La participation assidue et les entraînements deviennent une partie intégrante de la vie quotidienne, au même titre que l'école ou le brossage des dents. Comme nous ne pouvons pas envisager que Junior ne fasse pas ses devoirs ou ne se brosse pas les dents, nous en venons à penser que c'est notre devoir de le pousser au maximum lors des entrainements sportifs ou de sa pratique du violon, par exemple.
Les effets néfastes sur les enfants
Peur de décevoir
Les gestes, les actions et les commentaires négatifs peuvent tous créer des blessures invisibles sur nos enfants. Lorsque nous les comparons aux autres, lorsque nous sommes déçus s'ils ne remportent pas la première place, ils le sentent et sont eux-mêmes tristes. Parfois en ces occasions, nous voyons leurs larmes et celles-ci nous réconfortent dans nos actions : « il ou elle tenait tout comme moi à gagner cette médaille ou ce certificat d'excellence. Je vais le pousser encore plus fort pour qu'il ou elle y parvienne la prochaine fois! » Pourtant, les larmes reflétaient peut-être simplement le fait de vous avoir déçue...
Burn-out
Nous avons parfois tendance à penser que les dépressions et les burn-out ne surviennent que chez des adultes, mais ce n'est pas le cas. Si un enfant est profondément malheureux, s'il n'aime pas ce qu'il fait et s'il semble n'avoir plus aucun temps libre pour des activités qu'il a lui-même choisies, il peut évidemment faire face à de grandes périodes de vide et de tristesse psychologique, même s'il n'en parle pas.
Anxiété
Parfois, l'enfant ne dit rien, fait de son mieux sans se plaindre, mais il devient stressé, anxieux, inquiet et émotionnellement instable... Ces sentiments négatifs peuvent le suivre jusqu'à l'âge adulte et créer un réel handicap dans sa vie future et son interaction avec ceux qui l'entourent.

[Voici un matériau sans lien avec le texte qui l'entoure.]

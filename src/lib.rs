//! Coordinates Engine Library
//! # Overview
//!
//! This library converts a list of location ids into geographic coordinates
//! by querying a geocoding web service, and writes the results as CSV.
//!
//! # Architecture
//!
//! The system is organized into several key components:
//!
//! - [`types`] - Core data types (AddressRecord, GeocodeLocation, errors)
//! - [`cli`] - CLI arguments parsing
//! - [`provider`] - Geocoding provider abstraction and the AutoNavi provider
//! - [`core`] - Business logic components:
//!   - [`core::store`] - Address lookup by location id
//!   - [`core::pipeline`] - Per-record geocoding with failure isolation
//!   - [`core::dispatcher`] - Bounded concurrent provider calls
//! - [`strategy`] - Sequential or concurrent dispatch, selected at runtime
//! - [`io`] - Input id file, address store CSV, output CSV
//! - [`app`] - End-to-end run
//!
//! # Failure Policy
//!
//! - Unreadable input or store, nothing resolvable, or an unwritable output
//!   aborts the run
//! - Unknown ids and failed provider calls are logged and dropped
//! - Nothing is retried

// Module declarations
pub mod app;
pub mod cli;
pub mod core;
pub mod io;
pub mod provider;
pub mod strategy;
pub mod types;

pub use crate::core::{AddressStore, ConcurrentDispatcher, InMemoryAddressStore};
pub use io::write_locations_csv;
pub use provider::{AutoNaviConfig, AutoNaviProvider, GeocodeProvider};
pub use types::{AddressRecord, Coordinates, GeocodeError, GeocodeLocation, LocationId};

Admettre qu'il y a un problème
Avant de chercher les raisons qui nous poussent à être intransigeantes avec nos chérubins, encore faut-il admettre que nous le sommes... Beaucoup parmi nous ne se rendent même pas compte que l'environnement dans lequel nous évoluons et faisons évoluer nos jeunes n'est pas le meilleur qui soit.
Nous croyons, à tort, qu'une vraie bonne maman doit se démener de l'aube à la nuit : préparer le déjeuner, amener les enfants à l'école, puis aux activités parascolaires, revenir et superviser les devoirs. Nous avons aussi tendance à nous comparer trop souvent avec les autres mères autour de nous. Si la plupart des enfants que nous connaissons sont enrôlés dès leur plus jeune âge dans 4-5 activités sportives ou culturelles (musique, langues étrangères, etc.), nous supposons d'office que nos propres enfants devraient faire la même chose.

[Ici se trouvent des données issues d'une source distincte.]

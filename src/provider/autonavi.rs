//! AutoNavi (amap.com) geocoding provider
//!
//! Wire contract: `GET {api_root}?key=..&city=..&address=..` returning
//! `{ "status": "1", "geocodes": [ { "location": "<lon>,<lat>", ... } ] }`.
//! Only the first geocode entry is used. The provider's coordinate string
//! is longitude first, latitude second.

use std::time::Duration;

use reqwest::blocking::Client;
use reqwest::header::CACHE_CONTROL;
use serde::Deserialize;

use super::GeocodeProvider;
use crate::types::{AddressRecord, Coordinates, GeocodeError, LocationId};

pub const DEFAULT_API_ROOT: &str = "http://restapi.amap.com/v3/geocode/geo";
pub const DEFAULT_READ_TIMEOUT: Duration = Duration::from_secs(10);

const PROVIDER_NAME: &str = "AutoNavi";
const STATUS_FAILED: &str = "0";

/// Connection settings for the AutoNavi geocoding API
#[derive(Debug, Clone, PartialEq)]
pub struct AutoNaviConfig {
    pub api_root: String,
    pub api_key: String,
    /// Upper bound on one whole exchange: connect, send and read the body.
    /// A slow response is cut off at this point even when bytes are still
    /// arriving.
    pub read_timeout: Duration,
}

impl AutoNaviConfig {
    /// Config with the default API root and a 10 second timeout
    pub fn new(api_key: impl Into<String>) -> Self {
        Self {
            api_root: DEFAULT_API_ROOT.to_string(),
            api_key: api_key.into(),
            read_timeout: DEFAULT_READ_TIMEOUT,
        }
    }

    pub fn with_api_root(mut self, api_root: impl Into<String>) -> Self {
        self.api_root = api_root.into();
        self
    }

    pub fn with_read_timeout(mut self, read_timeout: Duration) -> Self {
        self.read_timeout = read_timeout;
        self
    }
}

/// AutoNavi REST geocoder backed by a blocking HTTP client
#[derive(Debug, Clone)]
pub struct AutoNaviProvider {
    config: AutoNaviConfig,
    client: Client,
}

impl AutoNaviProvider {
    /// Build the provider and its HTTP client
    ///
    /// Must be called outside of an async runtime context.
    pub fn new(config: AutoNaviConfig) -> Result<Self, GeocodeError> {
        let client = Client::builder().timeout(config.read_timeout).build()?;
        Ok(Self { config, client })
    }

    /// Query parameters for one address, in wire order
    fn query_params(&self, address: &AddressRecord) -> [(&'static str, String); 3] {
        [
            ("key", self.config.api_key.clone()),
            ("city", address.city_name.clone()),
            ("address", address.query_text()),
        ]
    }
}

impl GeocodeProvider for AutoNaviProvider {
    fn name(&self) -> &str {
        PROVIDER_NAME
    }

    fn geocode(&self, address: &AddressRecord) -> Result<Coordinates, GeocodeError> {
        let params = self.query_params(address);

        // The response owns the connection; it is released when dropped on
        // every return path below.
        let response = self
            .client
            .get(&self.config.api_root)
            .query(&params[..])
            .header(CACHE_CONTROL, "no-cache")
            .send()?;

        let status = response.status();
        if !status.is_success() {
            return Err(GeocodeError::provider_rejected(
                PROVIDER_NAME,
                &format!("HTTP status {}", status),
            ));
        }

        let body = response.text()?;
        parse_geocode_response(address.id, &body)
    }
}

#[derive(Debug, Deserialize)]
struct GeocodeResponse {
    status: Option<String>,
    info: Option<String>,
    geocodes: Option<Vec<serde_json::Value>>,
}

#[derive(Debug, Deserialize)]
struct GeocodeEntry {
    location: String,
}

/// Extract the first geocode's coordinates from a response body
pub fn parse_geocode_response(id: LocationId, body: &str) -> Result<Coordinates, GeocodeError> {
    let response: GeocodeResponse = serde_json::from_str(body)?;

    if response.status.as_deref() == Some(STATUS_FAILED) {
        let info = response.info.unwrap_or_else(|| "unknown error".to_string());
        return Err(GeocodeError::provider_rejected(PROVIDER_NAME, &info));
    }

    // Later entries are never decoded; AutoNavi fills absent fields with `[]`
    let first = response
        .geocodes
        .and_then(|geocodes| geocodes.into_iter().next())
        .ok_or(GeocodeError::NoGeocodes { id })?;
    let entry: GeocodeEntry = serde_json::from_value(first)
        .map_err(|e| GeocodeError::malformed_response(&format!("first geocode: {}", e)))?;

    parse_location_pair(&entry.location)
}

/// Parse a `"<lon>,<lat>"` string, e.g. `"118.070260,24.444943"`
pub fn parse_location_pair(value: &str) -> Result<Coordinates, GeocodeError> {
    let tokens: Vec<&str> = value.split(',').collect();
    let [lon, lat] = tokens.as_slice() else {
        return Err(GeocodeError::malformed_coordinates(value));
    };

    let longitude = lon
        .trim()
        .parse::<f64>()
        .map_err(|_| GeocodeError::malformed_coordinates(value))?;
    let latitude = lat
        .trim()
        .parse::<f64>()
        .map_err(|_| GeocodeError::malformed_coordinates(value))?;

    Ok(Coordinates::new(longitude, latitude))
}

Et pourtant... Tous les psychologues et intervenants spécialisés de l'enfance affirment que les jeunes ont avant tout besoin de jouer! Tout simplement... Cela dit, ce n'est pas pour autant qu'il faille empêcher nos enfants de participer à des activités qui leur plaisent, mais la clé du succès réside dans l'équilibre. Évidemment ici, nous parlons du succès personnel et pas de la place qu'on occupe sur un podium. Il convient de s'interroger sur ce que nous souhaitons faire de nos enfants : des adultes équilibrés et bien dans leur peau, ou des personnes constamment stressées. Il ne faut pas oublier que les mécanismes psychologiques qui sont mis en place durant l'enfance persisteront souvent pour le reste de la vie...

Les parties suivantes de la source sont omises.